Items from a data source:
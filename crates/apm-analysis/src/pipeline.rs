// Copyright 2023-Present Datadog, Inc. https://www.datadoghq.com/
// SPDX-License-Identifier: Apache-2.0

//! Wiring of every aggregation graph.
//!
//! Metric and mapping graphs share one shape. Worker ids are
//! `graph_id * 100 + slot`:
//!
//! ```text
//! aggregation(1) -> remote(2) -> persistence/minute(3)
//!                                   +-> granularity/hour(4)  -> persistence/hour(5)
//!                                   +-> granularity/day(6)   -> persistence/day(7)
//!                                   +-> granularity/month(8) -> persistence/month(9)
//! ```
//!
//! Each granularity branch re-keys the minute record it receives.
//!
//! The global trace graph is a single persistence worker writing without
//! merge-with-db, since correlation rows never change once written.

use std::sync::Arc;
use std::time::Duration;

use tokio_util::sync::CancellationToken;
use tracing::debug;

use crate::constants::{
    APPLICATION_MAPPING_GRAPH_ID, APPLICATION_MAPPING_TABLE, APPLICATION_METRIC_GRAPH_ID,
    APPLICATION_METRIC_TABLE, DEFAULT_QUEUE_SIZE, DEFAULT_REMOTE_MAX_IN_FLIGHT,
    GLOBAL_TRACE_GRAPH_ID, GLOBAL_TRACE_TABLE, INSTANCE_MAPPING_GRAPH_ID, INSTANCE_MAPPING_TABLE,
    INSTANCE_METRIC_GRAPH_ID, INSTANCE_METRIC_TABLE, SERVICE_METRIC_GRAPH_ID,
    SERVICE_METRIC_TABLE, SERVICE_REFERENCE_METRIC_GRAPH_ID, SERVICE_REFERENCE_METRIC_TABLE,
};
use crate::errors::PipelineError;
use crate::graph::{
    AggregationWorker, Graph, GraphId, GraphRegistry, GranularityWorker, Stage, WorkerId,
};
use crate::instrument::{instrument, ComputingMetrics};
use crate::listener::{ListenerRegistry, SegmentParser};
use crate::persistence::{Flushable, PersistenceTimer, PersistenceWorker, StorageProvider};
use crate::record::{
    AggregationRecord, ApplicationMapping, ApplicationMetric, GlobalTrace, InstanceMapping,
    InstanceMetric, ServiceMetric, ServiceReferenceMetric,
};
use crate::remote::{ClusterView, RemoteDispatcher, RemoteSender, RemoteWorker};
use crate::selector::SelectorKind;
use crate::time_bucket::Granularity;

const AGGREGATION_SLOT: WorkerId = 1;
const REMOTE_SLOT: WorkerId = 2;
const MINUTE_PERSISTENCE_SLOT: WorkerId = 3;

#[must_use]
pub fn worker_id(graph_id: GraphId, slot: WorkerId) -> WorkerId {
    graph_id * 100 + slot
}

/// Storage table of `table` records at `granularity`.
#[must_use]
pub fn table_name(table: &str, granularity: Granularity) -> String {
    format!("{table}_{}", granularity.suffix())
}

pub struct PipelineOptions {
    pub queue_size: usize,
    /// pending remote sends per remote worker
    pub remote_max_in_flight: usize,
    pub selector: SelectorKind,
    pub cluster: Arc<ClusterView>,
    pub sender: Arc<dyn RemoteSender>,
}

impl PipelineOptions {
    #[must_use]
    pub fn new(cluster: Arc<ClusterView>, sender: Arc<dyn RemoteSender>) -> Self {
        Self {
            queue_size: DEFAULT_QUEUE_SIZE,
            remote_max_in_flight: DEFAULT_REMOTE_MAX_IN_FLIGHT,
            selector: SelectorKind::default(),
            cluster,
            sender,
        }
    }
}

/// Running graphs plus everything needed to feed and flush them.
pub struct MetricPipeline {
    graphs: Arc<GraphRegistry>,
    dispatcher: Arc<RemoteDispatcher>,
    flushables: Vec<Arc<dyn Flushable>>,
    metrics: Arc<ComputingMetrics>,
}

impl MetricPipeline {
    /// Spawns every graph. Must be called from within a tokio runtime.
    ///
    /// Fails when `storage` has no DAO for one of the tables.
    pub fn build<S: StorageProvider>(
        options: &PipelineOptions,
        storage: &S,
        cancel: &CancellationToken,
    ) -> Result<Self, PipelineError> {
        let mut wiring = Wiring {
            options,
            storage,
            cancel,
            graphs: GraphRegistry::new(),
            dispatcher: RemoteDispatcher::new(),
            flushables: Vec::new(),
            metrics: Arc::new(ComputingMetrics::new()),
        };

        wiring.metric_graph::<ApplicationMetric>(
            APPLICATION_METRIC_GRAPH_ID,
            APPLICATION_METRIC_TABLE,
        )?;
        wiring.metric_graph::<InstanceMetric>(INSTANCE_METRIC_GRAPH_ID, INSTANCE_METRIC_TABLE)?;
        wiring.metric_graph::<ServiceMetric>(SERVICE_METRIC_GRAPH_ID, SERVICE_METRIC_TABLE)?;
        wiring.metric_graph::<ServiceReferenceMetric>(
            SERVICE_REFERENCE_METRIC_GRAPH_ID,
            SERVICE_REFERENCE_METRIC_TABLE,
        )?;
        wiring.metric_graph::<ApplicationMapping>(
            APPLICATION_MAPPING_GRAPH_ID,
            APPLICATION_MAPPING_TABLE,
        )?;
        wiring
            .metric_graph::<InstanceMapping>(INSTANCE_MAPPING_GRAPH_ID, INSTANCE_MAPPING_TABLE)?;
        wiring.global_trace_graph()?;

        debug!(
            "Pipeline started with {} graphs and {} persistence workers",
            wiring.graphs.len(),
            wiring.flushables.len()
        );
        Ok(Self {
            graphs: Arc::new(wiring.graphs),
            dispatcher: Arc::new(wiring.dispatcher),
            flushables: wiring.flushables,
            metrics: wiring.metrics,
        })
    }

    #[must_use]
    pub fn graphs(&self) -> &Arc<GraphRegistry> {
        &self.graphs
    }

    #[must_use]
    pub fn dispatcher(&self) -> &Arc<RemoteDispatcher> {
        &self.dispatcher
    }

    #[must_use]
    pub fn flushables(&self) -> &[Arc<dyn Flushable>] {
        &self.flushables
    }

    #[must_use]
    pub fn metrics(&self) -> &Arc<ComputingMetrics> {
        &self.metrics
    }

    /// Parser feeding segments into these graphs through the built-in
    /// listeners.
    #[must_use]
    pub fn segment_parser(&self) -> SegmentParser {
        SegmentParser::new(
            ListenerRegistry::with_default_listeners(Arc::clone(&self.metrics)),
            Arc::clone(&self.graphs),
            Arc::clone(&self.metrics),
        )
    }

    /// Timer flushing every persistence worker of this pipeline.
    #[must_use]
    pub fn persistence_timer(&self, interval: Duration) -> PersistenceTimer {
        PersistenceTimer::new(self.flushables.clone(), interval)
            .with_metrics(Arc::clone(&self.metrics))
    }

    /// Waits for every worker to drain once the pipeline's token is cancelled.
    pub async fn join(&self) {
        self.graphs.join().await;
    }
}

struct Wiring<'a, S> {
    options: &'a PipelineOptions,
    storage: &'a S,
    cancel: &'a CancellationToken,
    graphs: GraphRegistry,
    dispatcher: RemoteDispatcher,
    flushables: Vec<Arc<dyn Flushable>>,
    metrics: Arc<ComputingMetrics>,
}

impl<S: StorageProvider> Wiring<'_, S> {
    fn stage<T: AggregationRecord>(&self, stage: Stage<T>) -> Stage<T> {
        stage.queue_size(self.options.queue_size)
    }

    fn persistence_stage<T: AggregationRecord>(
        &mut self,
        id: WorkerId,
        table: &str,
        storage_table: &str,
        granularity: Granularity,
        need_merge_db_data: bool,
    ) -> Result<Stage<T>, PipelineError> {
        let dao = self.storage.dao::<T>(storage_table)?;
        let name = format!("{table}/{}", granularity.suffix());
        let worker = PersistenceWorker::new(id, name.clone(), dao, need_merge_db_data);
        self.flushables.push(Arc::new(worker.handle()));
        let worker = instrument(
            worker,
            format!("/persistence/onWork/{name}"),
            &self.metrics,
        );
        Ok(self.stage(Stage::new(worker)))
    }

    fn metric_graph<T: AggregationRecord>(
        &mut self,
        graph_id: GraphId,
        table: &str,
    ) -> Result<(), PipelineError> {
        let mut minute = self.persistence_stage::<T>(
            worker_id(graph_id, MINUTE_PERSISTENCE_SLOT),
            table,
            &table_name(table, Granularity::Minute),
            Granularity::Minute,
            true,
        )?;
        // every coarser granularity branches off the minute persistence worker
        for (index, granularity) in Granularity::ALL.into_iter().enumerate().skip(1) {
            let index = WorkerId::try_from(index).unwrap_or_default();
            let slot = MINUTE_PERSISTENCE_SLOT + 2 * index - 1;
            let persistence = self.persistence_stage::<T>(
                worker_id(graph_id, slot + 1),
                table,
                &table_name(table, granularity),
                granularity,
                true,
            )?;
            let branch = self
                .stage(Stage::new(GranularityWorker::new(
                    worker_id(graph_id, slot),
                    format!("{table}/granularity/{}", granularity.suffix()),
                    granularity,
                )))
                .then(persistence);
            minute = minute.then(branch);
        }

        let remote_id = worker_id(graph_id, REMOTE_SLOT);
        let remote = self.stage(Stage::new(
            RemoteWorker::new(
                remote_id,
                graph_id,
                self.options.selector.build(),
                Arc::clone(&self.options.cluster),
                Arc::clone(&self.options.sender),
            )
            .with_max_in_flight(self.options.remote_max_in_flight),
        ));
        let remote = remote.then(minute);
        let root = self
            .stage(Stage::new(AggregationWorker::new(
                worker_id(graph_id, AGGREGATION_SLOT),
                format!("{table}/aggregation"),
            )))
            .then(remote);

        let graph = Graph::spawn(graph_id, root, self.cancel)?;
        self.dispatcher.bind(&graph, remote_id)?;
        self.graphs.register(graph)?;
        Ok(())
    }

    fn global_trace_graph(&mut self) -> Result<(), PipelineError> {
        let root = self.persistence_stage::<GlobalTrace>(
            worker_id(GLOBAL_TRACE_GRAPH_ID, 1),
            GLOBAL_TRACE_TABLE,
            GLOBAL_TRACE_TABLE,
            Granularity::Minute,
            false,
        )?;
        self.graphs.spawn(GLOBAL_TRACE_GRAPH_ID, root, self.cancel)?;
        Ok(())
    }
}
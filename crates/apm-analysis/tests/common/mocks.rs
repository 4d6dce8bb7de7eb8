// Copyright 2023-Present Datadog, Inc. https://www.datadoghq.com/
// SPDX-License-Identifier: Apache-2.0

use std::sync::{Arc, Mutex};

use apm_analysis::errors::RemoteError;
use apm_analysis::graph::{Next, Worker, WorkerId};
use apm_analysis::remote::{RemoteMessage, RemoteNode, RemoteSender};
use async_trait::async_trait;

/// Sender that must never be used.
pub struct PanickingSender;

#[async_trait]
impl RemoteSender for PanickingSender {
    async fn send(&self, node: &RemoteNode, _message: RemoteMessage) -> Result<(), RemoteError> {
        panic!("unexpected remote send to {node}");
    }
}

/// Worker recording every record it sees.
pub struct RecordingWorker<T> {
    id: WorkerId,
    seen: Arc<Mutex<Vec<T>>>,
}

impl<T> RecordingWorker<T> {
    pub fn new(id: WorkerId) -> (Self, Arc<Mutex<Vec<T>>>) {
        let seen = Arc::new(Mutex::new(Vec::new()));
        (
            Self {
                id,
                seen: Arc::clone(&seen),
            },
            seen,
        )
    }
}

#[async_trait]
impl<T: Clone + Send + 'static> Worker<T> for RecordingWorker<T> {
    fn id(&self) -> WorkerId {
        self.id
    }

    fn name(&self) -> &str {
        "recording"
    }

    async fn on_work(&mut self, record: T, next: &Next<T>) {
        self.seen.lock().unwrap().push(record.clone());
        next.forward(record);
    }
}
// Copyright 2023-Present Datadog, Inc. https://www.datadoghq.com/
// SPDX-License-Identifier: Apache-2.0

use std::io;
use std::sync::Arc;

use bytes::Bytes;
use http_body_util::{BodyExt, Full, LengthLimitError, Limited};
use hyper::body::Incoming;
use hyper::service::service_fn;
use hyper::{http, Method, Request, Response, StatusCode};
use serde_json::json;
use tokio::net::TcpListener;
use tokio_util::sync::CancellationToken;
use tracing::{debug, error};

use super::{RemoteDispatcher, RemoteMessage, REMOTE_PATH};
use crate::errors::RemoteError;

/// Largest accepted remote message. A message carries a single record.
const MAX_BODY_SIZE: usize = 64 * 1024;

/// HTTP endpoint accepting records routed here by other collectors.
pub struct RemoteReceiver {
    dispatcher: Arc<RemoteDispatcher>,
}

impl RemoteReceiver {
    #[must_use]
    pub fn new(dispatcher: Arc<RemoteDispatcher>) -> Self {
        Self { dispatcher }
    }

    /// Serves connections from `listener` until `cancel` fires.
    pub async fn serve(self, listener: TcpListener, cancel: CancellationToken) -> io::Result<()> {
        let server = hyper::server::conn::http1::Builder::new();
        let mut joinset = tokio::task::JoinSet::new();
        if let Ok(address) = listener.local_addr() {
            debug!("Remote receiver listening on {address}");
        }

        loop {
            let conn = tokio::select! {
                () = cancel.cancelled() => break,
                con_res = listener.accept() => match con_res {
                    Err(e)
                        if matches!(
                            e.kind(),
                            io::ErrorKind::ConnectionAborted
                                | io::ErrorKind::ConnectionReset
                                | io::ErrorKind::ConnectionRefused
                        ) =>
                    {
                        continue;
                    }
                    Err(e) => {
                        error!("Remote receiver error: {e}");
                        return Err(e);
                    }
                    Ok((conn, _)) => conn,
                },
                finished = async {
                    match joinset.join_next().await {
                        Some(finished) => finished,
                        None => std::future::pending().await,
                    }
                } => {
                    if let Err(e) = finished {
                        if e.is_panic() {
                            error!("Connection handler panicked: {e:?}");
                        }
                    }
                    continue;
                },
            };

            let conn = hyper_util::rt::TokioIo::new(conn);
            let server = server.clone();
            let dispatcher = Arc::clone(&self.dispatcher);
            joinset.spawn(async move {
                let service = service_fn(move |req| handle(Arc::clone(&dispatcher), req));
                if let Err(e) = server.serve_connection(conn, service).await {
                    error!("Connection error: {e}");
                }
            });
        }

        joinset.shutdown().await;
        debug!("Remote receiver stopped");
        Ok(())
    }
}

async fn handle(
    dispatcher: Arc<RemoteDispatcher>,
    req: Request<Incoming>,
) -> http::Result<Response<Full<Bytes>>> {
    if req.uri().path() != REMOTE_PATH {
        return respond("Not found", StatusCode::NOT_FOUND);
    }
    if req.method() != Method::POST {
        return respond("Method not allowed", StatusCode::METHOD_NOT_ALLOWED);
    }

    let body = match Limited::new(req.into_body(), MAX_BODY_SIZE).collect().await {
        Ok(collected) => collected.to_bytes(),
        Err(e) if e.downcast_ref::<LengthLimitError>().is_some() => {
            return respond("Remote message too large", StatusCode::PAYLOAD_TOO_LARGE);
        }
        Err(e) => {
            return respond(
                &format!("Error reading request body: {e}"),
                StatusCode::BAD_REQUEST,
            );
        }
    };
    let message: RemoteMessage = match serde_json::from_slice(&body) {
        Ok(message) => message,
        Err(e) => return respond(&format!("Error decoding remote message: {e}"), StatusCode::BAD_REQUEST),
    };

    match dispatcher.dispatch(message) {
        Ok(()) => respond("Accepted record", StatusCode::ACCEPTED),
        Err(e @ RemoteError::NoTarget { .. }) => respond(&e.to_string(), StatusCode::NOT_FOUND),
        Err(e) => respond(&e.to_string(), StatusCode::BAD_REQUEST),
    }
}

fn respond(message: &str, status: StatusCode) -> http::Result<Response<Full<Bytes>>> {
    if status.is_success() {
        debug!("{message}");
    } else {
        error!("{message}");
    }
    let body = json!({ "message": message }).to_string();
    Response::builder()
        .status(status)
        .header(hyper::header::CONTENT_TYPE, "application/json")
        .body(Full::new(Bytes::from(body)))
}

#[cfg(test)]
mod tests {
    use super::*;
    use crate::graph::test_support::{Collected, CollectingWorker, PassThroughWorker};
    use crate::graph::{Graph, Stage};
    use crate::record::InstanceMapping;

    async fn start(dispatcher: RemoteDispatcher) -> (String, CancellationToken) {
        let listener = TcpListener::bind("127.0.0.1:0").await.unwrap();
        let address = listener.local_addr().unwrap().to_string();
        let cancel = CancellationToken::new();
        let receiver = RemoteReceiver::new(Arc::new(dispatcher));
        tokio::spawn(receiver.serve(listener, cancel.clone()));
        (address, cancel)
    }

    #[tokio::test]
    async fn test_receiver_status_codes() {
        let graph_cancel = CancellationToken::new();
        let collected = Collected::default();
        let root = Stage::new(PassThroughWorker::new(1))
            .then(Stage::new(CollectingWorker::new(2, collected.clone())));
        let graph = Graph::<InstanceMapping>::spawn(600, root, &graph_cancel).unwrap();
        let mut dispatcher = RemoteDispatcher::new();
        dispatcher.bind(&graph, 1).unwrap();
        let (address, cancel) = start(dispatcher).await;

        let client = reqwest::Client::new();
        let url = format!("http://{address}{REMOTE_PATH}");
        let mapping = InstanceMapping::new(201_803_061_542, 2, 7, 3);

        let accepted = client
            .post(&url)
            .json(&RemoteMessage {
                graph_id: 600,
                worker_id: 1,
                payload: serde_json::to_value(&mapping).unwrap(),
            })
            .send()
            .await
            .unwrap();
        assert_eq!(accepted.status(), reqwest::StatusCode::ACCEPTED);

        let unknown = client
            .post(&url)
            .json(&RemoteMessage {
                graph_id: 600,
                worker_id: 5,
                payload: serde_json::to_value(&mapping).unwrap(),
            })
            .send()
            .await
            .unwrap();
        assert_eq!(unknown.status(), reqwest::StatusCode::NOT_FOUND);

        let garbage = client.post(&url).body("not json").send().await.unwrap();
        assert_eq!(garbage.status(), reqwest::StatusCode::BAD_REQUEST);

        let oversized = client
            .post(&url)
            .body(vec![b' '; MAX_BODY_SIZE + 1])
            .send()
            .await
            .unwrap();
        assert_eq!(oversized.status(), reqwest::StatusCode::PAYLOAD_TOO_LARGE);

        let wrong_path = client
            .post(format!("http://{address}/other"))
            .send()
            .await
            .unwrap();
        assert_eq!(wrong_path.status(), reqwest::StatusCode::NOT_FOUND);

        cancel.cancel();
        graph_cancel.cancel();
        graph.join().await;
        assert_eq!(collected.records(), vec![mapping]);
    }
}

_What to work on:_ Which lines of the records above contain the word "client"? Report each one.

_Task output:_
        let client = reqwest::Client::new();
        let accepted = client
        let unknown = client
        let garbage = client.post(&url).body("not json").send().await.unwrap();
        let oversized = client
        let wrong_path = client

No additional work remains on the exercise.